• [WHAT IS BEING ASKED]
Give again, unaltered, the lines of the listing below that run from the line having "classified as suspicious" through the line having "the given port".

• [DATA RECORDS]
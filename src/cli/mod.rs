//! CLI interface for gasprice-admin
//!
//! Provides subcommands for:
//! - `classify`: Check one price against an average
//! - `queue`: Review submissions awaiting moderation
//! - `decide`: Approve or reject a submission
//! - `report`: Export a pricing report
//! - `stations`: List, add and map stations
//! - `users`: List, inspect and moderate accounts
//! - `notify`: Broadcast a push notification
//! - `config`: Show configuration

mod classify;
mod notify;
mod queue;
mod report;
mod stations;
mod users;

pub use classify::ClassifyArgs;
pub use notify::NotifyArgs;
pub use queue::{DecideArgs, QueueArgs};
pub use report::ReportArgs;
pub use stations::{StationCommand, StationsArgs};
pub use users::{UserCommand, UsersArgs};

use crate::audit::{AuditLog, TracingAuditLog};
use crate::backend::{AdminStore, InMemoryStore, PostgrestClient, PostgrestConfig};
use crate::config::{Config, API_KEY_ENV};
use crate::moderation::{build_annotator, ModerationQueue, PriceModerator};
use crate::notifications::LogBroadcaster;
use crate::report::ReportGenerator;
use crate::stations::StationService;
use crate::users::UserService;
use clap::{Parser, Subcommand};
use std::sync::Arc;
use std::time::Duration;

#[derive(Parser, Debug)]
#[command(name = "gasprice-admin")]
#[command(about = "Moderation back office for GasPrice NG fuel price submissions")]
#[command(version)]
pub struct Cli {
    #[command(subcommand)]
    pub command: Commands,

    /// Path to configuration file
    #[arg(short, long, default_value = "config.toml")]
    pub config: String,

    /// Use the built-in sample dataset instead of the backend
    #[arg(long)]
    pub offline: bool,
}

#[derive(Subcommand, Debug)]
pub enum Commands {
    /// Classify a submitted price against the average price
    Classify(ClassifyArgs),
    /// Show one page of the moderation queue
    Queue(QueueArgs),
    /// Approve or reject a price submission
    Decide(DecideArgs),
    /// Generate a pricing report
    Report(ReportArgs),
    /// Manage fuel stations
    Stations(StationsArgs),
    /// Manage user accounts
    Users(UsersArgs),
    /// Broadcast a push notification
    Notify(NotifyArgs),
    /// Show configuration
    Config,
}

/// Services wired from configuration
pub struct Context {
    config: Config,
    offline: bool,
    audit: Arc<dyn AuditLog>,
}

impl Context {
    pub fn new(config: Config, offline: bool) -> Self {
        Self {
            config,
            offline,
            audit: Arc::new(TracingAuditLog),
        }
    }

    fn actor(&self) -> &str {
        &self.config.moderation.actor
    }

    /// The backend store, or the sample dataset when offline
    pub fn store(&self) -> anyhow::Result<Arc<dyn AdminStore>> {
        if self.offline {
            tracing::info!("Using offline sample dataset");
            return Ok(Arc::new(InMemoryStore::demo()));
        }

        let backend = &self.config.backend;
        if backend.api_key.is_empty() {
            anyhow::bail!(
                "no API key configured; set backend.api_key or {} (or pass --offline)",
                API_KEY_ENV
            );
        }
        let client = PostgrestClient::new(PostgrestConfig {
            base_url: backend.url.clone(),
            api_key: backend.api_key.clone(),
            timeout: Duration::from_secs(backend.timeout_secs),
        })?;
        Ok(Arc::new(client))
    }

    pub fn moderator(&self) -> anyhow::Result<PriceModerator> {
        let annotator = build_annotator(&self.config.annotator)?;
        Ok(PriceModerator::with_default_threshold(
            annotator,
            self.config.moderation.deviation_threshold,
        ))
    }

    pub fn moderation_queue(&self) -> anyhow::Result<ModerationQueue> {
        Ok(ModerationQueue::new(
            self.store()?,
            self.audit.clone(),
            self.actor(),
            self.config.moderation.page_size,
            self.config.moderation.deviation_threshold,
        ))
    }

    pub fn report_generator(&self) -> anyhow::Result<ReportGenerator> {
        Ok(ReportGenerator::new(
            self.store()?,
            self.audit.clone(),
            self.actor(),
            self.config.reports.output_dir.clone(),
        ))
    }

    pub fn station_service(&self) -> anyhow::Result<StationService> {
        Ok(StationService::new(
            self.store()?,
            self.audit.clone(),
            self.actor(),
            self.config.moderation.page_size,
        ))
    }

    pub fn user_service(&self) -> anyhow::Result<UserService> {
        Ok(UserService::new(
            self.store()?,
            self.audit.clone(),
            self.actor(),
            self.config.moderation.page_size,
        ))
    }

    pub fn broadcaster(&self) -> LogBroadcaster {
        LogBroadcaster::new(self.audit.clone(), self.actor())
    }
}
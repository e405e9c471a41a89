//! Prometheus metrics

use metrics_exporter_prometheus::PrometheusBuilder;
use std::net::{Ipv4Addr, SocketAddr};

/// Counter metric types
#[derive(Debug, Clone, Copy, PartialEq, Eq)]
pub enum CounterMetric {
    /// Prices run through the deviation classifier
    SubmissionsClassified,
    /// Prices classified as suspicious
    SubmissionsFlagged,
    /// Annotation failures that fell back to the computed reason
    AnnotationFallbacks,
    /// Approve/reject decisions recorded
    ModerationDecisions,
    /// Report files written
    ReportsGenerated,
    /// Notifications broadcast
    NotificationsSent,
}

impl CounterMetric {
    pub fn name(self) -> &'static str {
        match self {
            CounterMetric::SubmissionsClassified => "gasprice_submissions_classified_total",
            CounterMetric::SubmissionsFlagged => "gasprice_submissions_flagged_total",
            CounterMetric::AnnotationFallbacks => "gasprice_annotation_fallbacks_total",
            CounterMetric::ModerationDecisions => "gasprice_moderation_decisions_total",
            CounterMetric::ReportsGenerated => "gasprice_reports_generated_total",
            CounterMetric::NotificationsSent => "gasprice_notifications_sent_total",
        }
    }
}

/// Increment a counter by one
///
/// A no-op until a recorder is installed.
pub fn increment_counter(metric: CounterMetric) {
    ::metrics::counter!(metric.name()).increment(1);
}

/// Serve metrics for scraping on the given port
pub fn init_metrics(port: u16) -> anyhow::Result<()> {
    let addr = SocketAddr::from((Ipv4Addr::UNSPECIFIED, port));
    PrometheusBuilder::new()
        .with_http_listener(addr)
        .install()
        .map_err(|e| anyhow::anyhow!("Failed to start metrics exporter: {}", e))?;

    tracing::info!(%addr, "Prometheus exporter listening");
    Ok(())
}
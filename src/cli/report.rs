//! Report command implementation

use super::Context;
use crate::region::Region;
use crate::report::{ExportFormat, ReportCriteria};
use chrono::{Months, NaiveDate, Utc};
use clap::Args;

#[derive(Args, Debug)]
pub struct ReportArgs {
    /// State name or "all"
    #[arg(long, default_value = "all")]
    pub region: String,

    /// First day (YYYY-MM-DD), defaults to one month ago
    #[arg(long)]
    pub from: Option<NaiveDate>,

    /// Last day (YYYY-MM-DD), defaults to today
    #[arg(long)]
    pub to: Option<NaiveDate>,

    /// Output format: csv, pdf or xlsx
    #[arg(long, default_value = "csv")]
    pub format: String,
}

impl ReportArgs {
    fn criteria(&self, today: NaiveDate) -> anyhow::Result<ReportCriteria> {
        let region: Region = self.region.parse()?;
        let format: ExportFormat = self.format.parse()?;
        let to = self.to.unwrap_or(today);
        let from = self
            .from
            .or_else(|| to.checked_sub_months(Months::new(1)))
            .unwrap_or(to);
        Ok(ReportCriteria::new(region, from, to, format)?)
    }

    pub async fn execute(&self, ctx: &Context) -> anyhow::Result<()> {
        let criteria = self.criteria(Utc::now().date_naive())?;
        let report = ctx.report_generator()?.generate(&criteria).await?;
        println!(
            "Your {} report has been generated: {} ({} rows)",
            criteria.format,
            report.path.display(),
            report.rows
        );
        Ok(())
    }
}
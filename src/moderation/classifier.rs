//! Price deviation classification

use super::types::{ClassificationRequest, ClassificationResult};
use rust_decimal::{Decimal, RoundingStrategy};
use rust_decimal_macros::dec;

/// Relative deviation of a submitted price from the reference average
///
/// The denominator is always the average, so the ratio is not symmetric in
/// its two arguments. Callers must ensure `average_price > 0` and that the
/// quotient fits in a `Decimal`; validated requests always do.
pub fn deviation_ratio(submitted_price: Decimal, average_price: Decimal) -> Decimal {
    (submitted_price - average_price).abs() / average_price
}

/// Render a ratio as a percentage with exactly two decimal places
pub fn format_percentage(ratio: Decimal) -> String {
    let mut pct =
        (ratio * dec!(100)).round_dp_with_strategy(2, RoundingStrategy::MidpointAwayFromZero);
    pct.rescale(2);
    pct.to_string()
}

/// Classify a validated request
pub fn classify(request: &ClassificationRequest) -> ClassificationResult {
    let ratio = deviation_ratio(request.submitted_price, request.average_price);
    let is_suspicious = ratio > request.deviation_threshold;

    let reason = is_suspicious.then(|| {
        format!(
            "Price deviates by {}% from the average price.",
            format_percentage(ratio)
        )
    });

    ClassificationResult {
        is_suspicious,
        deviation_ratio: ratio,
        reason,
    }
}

• [EXERCISE OUTPUT]
    /// Prices classified as suspicious
    SubmissionsFlagged,
    /// Annotation failures that fell back to the computed reason
    AnnotationFallbacks,
    /// Approve/reject decisions recorded
    ModerationDecisions,
    /// Report files written
    ReportsGenerated,
    /// Notifications broadcast
    NotificationsSent,
}

impl CounterMetric {
    pub fn name(self) -> &'static str {
        match self {
            CounterMetric::SubmissionsClassified => "gasprice_submissions_classified_total",
            CounterMetric::SubmissionsFlagged => "gasprice_submissions_flagged_total",
            CounterMetric::AnnotationFallbacks => "gasprice_annotation_fallbacks_total",
            CounterMetric::ModerationDecisions => "gasprice_moderation_decisions_total",
            CounterMetric::ReportsGenerated => "gasprice_reports_generated_total",
            CounterMetric::NotificationsSent => "gasprice_notifications_sent_total",
        }
    }
}

/// Increment a counter by one
///
/// A no-op until a recorder is installed.
pub fn increment_counter(metric: CounterMetric) {
    ::metrics::counter!(metric.name()).increment(1);
}

/// Serve metrics for scraping on the given port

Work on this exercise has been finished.